Aberdeen researchers were part of a global consortium led by the University of Dundee which analysed clinical trial data and individual patient data with regard to vitamin D supplementation and blood pressure.
In an article published online by JAMA Internal Medicine the research team conclude that vitamin D should not be used to treat hypertension or to lower blood pressure.
Intervention studies have produced conflicting evidence on the blood pressure-lowering effect of vitamin D. An increasing number of clinical trials of have studied vitamin D and cardiovascular health, according to the study background.
Professor Helen Macdonald from the University of Aberdeen
worked in a global team involving collaborators from the University of Aberdeen and Cambridge University Hospitals NHS Trust in the UK, Australia, New Zealand, India, USA and Europe which looked at 46 trials where vitamin D had been used to try and lower blood pressure (4,541 participants) and individual patient data were obtained for 27 trials (3,092 participants).

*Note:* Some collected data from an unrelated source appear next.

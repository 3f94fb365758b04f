use anyhow::Result;
use config::{Config, ConfigError, Environment, File};
use serde::{Deserialize, Serialize};
use std::time::Duration;

use crate::models::MessageEncoding;

pub const DEFAULT_SESSION_TTL_SECONDS: u64 = 24 * 60 * 60;

#[derive(Debug, Deserialize, Serialize, Clone)]
pub struct Settings {
    pub server: ServerConfig,
    pub llm: LlmConfig,
    pub redis: RedisConfig,
    pub session: SessionConfig,
    pub logging: LoggingConfig,
}

#[derive(Debug, Deserialize, Serialize, Clone)]
pub struct ServerConfig {
    pub host: String,
    pub port: u16,
}

#[derive(Deserialize, Serialize, Clone)]
pub struct LlmConfig {
    pub scheme: String,
    pub host: String,
    #[serde(default)]
    pub api_key: Option<String>,
    pub default_model: String,
    pub connect_timeout_seconds: u64,
    pub first_byte_timeout_seconds: u64,
    pub stream_timeout_seconds: u64,
}

impl LlmConfig {
    pub fn base_url(&self) -> String {
        format!("{}://{}", self.scheme, self.host.trim_end_matches('/'))
    }

    pub fn connect_timeout(&self) -> Duration {
        Duration::from_secs(self.connect_timeout_seconds)
    }

    pub fn first_byte_timeout(&self) -> Duration {
        Duration::from_secs(self.first_byte_timeout_seconds)
    }

    pub fn stream_timeout(&self) -> Duration {
        Duration::from_secs(self.stream_timeout_seconds)
    }
}

// Hand-written so the API key never reaches the logs.
impl std::fmt::Debug for LlmConfig {
    fn fmt(&self, f: &mut std::fmt::Formatter<'_>) -> std::fmt::Result {
        f.debug_struct("LlmConfig")
            .field("scheme", &self.scheme)
            .field("host", &self.host)
            .field("api_key", &self.api_key.as_ref().map(|_| "***"))
            .field("default_model", &self.default_model)
            .field("connect_timeout_seconds", &self.connect_timeout_seconds)
            .field("first_byte_timeout_seconds", &self.first_byte_timeout_seconds)
            .field("stream_timeout_seconds", &self.stream_timeout_seconds)
            .finish()
    }
}

#[derive(Debug, Deserialize, Serialize, Clone)]
pub struct RedisConfig {
    pub url: String,
    /// Key prefix isolating this deployment inside a shared keyspace
    pub namespace: String,
}

#[derive(Debug, Deserialize, Serialize, Clone)]
pub struct SessionConfig {
    pub ttl_seconds: u64,
    pub encoding: MessageEncoding,
    pub welcome_message: String,
    /// Seeded as the first message of every fresh session when set
    #[serde(default)]
    pub system_prompt: Option<String>,
}

impl SessionConfig {
    pub fn ttl(&self) -> Duration {
        Duration::from_secs(self.ttl_seconds)
    }
}

#[derive(Debug, Deserialize, Serialize, Clone)]
pub struct LoggingConfig {
    pub filter: String,
    pub json: bool,
    #[serde(default)]
    pub directory: Option<String>,
}

impl Settings {
    pub fn load() -> Result<Self> {
        dotenvy::dotenv().ok();
        Ok(Self::builder()?.build()?.try_deserialize()?)
    }

    fn builder() -> Result<config::ConfigBuilder<config::builder::DefaultState>, ConfigError> {
        Ok(Config::builder()
            .set_default("server.host", "0.0.0.0")?
            .set_default("server.port", 8080)?
            .set_default("llm.scheme", "https")?
            .set_default("llm.host", "localhost:11434")?
            .set_default("llm.default_model", "llama3.1:8b")?
            .set_default("llm.connect_timeout_seconds", 10)?
            .set_default("llm.first_byte_timeout_seconds", 30)?
            .set_default("llm.stream_timeout_seconds", 300)?
            .set_default("redis.url", "redis://127.0.0.1:6379")?
            .set_default("redis.namespace", "chat:")?
            .set_default("session.ttl_seconds", DEFAULT_SESSION_TTL_SECONDS as i64)?
            .set_default("session.encoding", "json")?
            .set_default(
                "session.welcome_message",
                "Welcome! Send a message to start the conversation.",
            )?
            .set_default("logging.filter", "info,chat_session_api=debug")?
            .set_default("logging.json", true)?
            .add_source(File::with_name("config/settings").required(false))
            .add_source(
                Environment::with_prefix("APP")
                    .separator("__")
                    .try_parsing(true)
            ))
    }
}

In both clinical trial and individual patient data, no effect of vitamin D supplementation was seen on systolic blood pressure or diastolic blood pressure.
Dr Miles Witham from the University of Dundee said: “Large studies have shown that people with low vitamin D levels tend to have higher blood pressure. It hasn’t been clear though whether giving vitamin D to people actually lowers their blood pressure as individual trials have been too small to find out the answer.
“By combining all of these trials into one analysis, we have been able to show that taking vitamin D supplements doesn’t lower your blood pressure – even if you start with low vitamin D levels or a high blood pressure.
“This is important as blood pressure is one of the things that people had thought vitamin D might be used for and there are some practitioners who already suggest that patients with high blood pressure should take vitamin D.
“Our work shows that this doesn’t work, and so vitamin D cannot be recommended as a way to help control high blood pressure. Vitamin D can help reduce falls and fractures in older people, and might still have other health benefits, but we need to wait for the result from further large clinical trials before we know if more widespread use of this medication is safe or worthwhile.”
Professor Helen Macdonald said: “The original Aberdeen study which was included in this combined analysis found a seasonal change in blood pressure, with higher mean blood pressure in the winter, going down in the summer and back up again in the winter. As this was independent of the treatment group or placebo, it shows that vitamin D itself was not the reason for the drop in blood pressure in summer. The analysis of this combined dataset from a number of studies adds more evidence to support that finding.”